Ryde es el nombre de la iniciativa innovadora de dos estudiantes de la Universidad Nacional Mayor de San Marcos (UNMSM), quienes idearon un reciclador inteligente automatizado de envases plásticos, vidrios y metales, que ayudará a reducir la contaminación por residuos sólidos.

Corina Chava Sotelo y Sara Pamela de la Cruz Guinea, estudiantes de la Facultad de Ingeniería Industrial, son las creadoras. Ellas señalaron que este proyecto se encuentra en etapa de prototipo y que —en un futuro— esperan implementarlo en esta cuatricentenaria universidad acorde a la necesidad de tener envases que puedan ser segregados de forma correcta.

Ellas contaron con el apoyo del Centro de Manufactura Avanzada (CEMA) de la citada facultad, que les brindó espacio y apoyo económico, así como el soporte en la parte electrónica y mecánica del prototipo.

El reciclador funciona a través de dos sensores, uno detecta metal y el otro vidrio, a la vez que, si no encuentran dichos materiales, automáticamente lo hacen con el plástico. Tras ello, el envase atraviesa una faja para almacenarlo gracias a unos servomotores que activan unas compuertas y que selecciona de qué material está hecho cada recipiente.

Proyecto fue finalista del programa La Gran Idea.

“En muchas facultades encontramos distintos tachos que separan la basura, pero, a pesar de que esos tachos están, la cultura dentro de la universidad no está muy cimentada; entonces al momento de separar la basura no se hace de la forma correcta”, refirieron las estudiantes sanmarquinas. 

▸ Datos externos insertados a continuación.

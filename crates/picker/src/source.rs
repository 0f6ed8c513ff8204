//! Where collections come from.
//!
//! A [`CollectionSource`] hands the picker a user's collection. Fetching
//! over the network, caching and retrying are the source's business; the
//! picker only ever sees the returned records.

use anyhow::{Context, Result, anyhow, bail};
use collection::{Game, load_collection};
use std::collections::HashMap;
use std::path::PathBuf;

/// Supplier of per-user game collections.
///
/// Every call must return a snapshot the caller owns outright. The filter
/// stage rewrites expansion ranks in the records it is given, so a source
/// that caches records must hand out copies rather than shared data.
/// Returning an owned `Vec` makes that the default.
pub trait CollectionSource: Send + Sync {
    fn load(&self, user: &str) -> Result<Vec<Game>>;
}

/// Reads `<dir>/<user>.json` documents in bgg-json format.
#[derive(Debug, Clone)]
pub struct JsonFileSource {
    dir: PathBuf,
}

impl JsonFileSource {
    pub fn new(dir: impl Into<PathBuf>) -> Self {
        Self { dir: dir.into() }
    }

    /// Path of the document for `user`
    pub fn path_for(&self, user: &str) -> PathBuf {
        self.dir.join(format!("{user}.json"))
    }
}

impl CollectionSource for JsonFileSource {
    fn load(&self, user: &str) -> Result<Vec<Game>> {
        if user.is_empty() || user.contains(['/', '\\']) || user.starts_with('.') {
            bail!("Invalid user name: {:?}", user);
        }
        let path = self.path_for(user);
        tracing::debug!("Loading collection for {} from {}", user, path.display());
        load_collection(&path).with_context(|| format!("Failed to load {}", path.display()))
    }
}

/// Collections held in memory, cloned on every load.
#[derive(Debug, Clone, Default)]
pub struct StaticSource {
    collections: HashMap<String, Vec<Game>>,
}

impl StaticSource {
    pub fn new() -> Self {
        Self::default()
    }

    /// Register `games` as the collection of `user` (builder pattern)
    pub fn with_user(mut self, user: impl Into<String>, games: Vec<Game>) -> Self {
        self.collections.insert(user.into(), games);
        self
    }
}

impl CollectionSource for StaticSource {
    fn load(&self, user: &str) -> Result<Vec<Game>> {
        self.collections
            .get(user)
            .cloned()
            .ok_or_else(|| anyhow!("No collection for user {}", user))
    }
}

Esta idea nació a inicios de año en el curso de automatización industrial, donde como trabajo final, el ingeniero Ciro Mejía les encomendó desarrollar un prototipo de máquina funcional. Ellas pensaron en un proyecto innovador que resolviera un problema y que generara un impacto en beneficio de la sociedad y el medioambiente.

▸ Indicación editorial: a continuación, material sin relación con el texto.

use super::{DrawLimit, Selection};
use crate::error::{Result, SelectionError};
use crate::weight::compute_weights;
use collection::Game;
use rand::Rng;
use rand::distr::Distribution;
use rand::distr::weighted::WeightedIndex;
use std::collections::HashSet;

/// Weighted random selection of `target` distinct games.
///
/// ## Algorithm
/// - Fewer than `target` games: every game is returned, in input order.
/// - Otherwise each game's index goes into a pool once per unit of weight
///   (weights computed against all of `games`). Indices are drawn uniformly
///   from that pool until `target` distinct indices have been seen; a repeat
///   draw is discarded. The pool never shrinks between draws.
///
/// The pool is represented by a [`WeightedIndex`] over the per-game weights,
/// which draws index `i` with probability `w[i] / Σw`, exactly like a
/// uniform draw from the expanded multiset.
///
/// Results come back in first-draw order; callers should treat them as
/// unordered.
///
/// # Errors
/// - [`SelectionError::Unsatisfiable`] if fewer than `target` games have a
///   non-zero weight (a zero-weight game can never be drawn)
/// - [`SelectionError::DrawLimitExceeded`] once `limit` runs out. A
///   [`DrawLimit::Scaled`] budget grows with `Σw / min w`, where `min w` is
///   the lightest non-zero weight.
pub fn select_weighted<R: Rng + ?Sized>(
    games: &[Game],
    target: usize,
    rng: &mut R,
    limit: DrawLimit,
) -> Result<Vec<Selection>> {
    if games.len() < target {
        tracing::debug!(
            "Only {} games for {} picks, returning all of them",
            games.len(),
            target
        );
        return Ok(games.iter().map(Selection::from).collect());
    }
    if target == 0 {
        return Ok(Vec::new());
    }

    let weights = compute_weights(games);
    let drawable = weights.iter().filter(|w| **w > 0).count();
    if drawable < target {
        return Err(SelectionError::Unsatisfiable {
            requested: target,
            drawable,
        });
    }

    // u64 so the pool mass (up to 2n² for n games) cannot overflow
    let pool: WeightedIndex<u64> = WeightedIndex::new(weights.iter().map(|w| u64::from(*w)))
        .map_err(|_| SelectionError::Unsatisfiable {
            requested: target,
            drawable,
        })?;

    let total: u64 = weights.iter().map(|w| u64::from(*w)).sum();
    let lightest = weights.iter().copied().filter(|w| *w > 0).min().unwrap_or(1);
    let max_draws = limit.budget(total.div_ceil(u64::from(lightest)), drawable);

    let mut seen = HashSet::with_capacity(target);
    let mut picked = Vec::with_capacity(target);
    let mut draws = 0;
    while picked.len() < target {
        if draws >= max_draws {
            return Err(SelectionError::DrawLimitExceeded {
                draws,
                selected: picked.len(),
                requested: target,
            });
        }
        draws += 1;

        let index = pool.sample(rng);
        if seen.insert(index) {
            picked.push(index);
        }
    }

    tracing::debug!(
        "Selected {} of {} games in {} draws",
        picked.len(),
        games.len(),
        draws
    );
    Ok(picked.into_iter().map(|i| Selection::from(&games[i])).collect())
}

El objetivo final del proyecto era implementar dos estaciones de reciclado en la Facultad de Ingeniería Industrial, pero indicaron que actualmente falta inversión para lograrlo. “Nos encontramos en pleno proceso de mejora y reducción de costos del proyecto”, manifestaron.

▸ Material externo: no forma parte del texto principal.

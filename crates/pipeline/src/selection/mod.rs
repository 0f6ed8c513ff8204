//! Random selection of games from a filtered collection.
//!
//! Two strategies are available:
//!
//! - [`select_weighted`]: draws games proportionally to their dominance
//!   weight until enough distinct games have been drawn
//! - [`select_ranked_random`]: draws games uniformly, then orders the picks
//!   by their weight among themselves
//!
//! Both take the RNG as a parameter so seeded runs are reproducible.

mod ranked;
mod weighted;

pub use ranked::select_ranked_random;
pub use weighted::select_weighted;

use crate::error::Result;
use collection::{Game, GameId};
use rand::Rng;
use serde::Serialize;

/// Headroom over one expected sighting of every drawable item. With `n`
/// drawable items, a scaled budget misses some item with probability at
/// most `n^-3 * e^-4`.
const SCALED_HEADROOM: u64 = 4;

/// How many draws a selection may make before giving up with
/// [`SelectionError::DrawLimitExceeded`](crate::SelectionError::DrawLimitExceeded).
#[derive(Debug, Clone, Copy, PartialEq, Eq, Default)]
pub enum DrawLimit {
    /// Grow the budget with the pool, so that a satisfiable request only
    /// runs out of draws with negligible probability
    #[default]
    Scaled,
    /// At most this many draws, however large the pool
    Fixed(usize),
}

impl DrawLimit {
    /// Draw budget for a pool of `drawable` items in which every item comes
    /// up at least once every `odds` draws on average.
    ///
    /// ## Algorithm
    /// ```text
    /// budget = odds * (ceil(ln drawable) + 1) * SCALED_HEADROOM
    /// ```
    /// An item with probability `p >= 1/odds` stays unseen after `budget`
    /// draws with probability at most `exp(-budget/odds)`; the `ln` term
    /// pays for the union over all `drawable` items.
    pub fn budget(self, odds: u64, drawable: usize) -> usize {
        match self {
            DrawLimit::Fixed(draws) => draws,
            DrawLimit::Scaled => {
                let rounds = (drawable.max(1) as f64).ln().ceil() as u64 + 1;
                let budget = odds
                    .saturating_mul(rounds)
                    .saturating_mul(SCALED_HEADROOM);
                usize::try_from(budget).unwrap_or(usize::MAX)
            }
        }
    }
}

/// One selected game, as handed to whatever formats the reply.
#[derive(Debug, Clone, PartialEq, Eq, Hash, Serialize)]
pub struct Selection {
    pub name: String,
    pub thumbnail: String,
    pub id: GameId,
}

impl From<&Game> for Selection {
    fn from(game: &Game) -> Self {
        Self {
            name: game.name.clone(),
            thumbnail: game.thumbnail.clone(),
            id: game.id,
        }
    }
}

/// Which selection algorithm to run.
#[derive(Debug, Clone, Copy, PartialEq, Eq, Default)]
pub enum SelectionStrategy {
    /// Weighted draws from a static pool (see [`select_weighted`])
    #[default]
    Weighted,
    /// Uniform draws ordered by weight (see [`select_ranked_random`])
    RankedRandom,
}

/// Run the selection algorithm for `strategy`.
pub fn select<R: Rng + ?Sized>(
    strategy: SelectionStrategy,
    games: &[Game],
    target: usize,
    rng: &mut R,
    limit: DrawLimit,
) -> Result<Vec<Selection>> {
    match strategy {
        SelectionStrategy::Weighted => select_weighted(games, target, rng, limit),
        SelectionStrategy::RankedRandom => select_ranked_random(games, target, rng, limit),
    }
}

Agregaron que una meta a largo plazo es la de crear una industria donde se reutilicen estos envases y que se introduzcan en la cadena de producción. De ser así, también habría un impacto económico a largo plazo.

La Gran Idea

El proyecto fue finalista del programa La Gran Idea, donde tuvieron que competir con proyectos de varias universidades a nivel nacional. “Fue una experiencia nueva para nosotras. Pudimos conocer proyectos muy buenos. Muchos de los participantes eran egresados y pensamos en un futuro poder presentar mayores creaciones ya con un conocimiento más amplio”, finalizaron.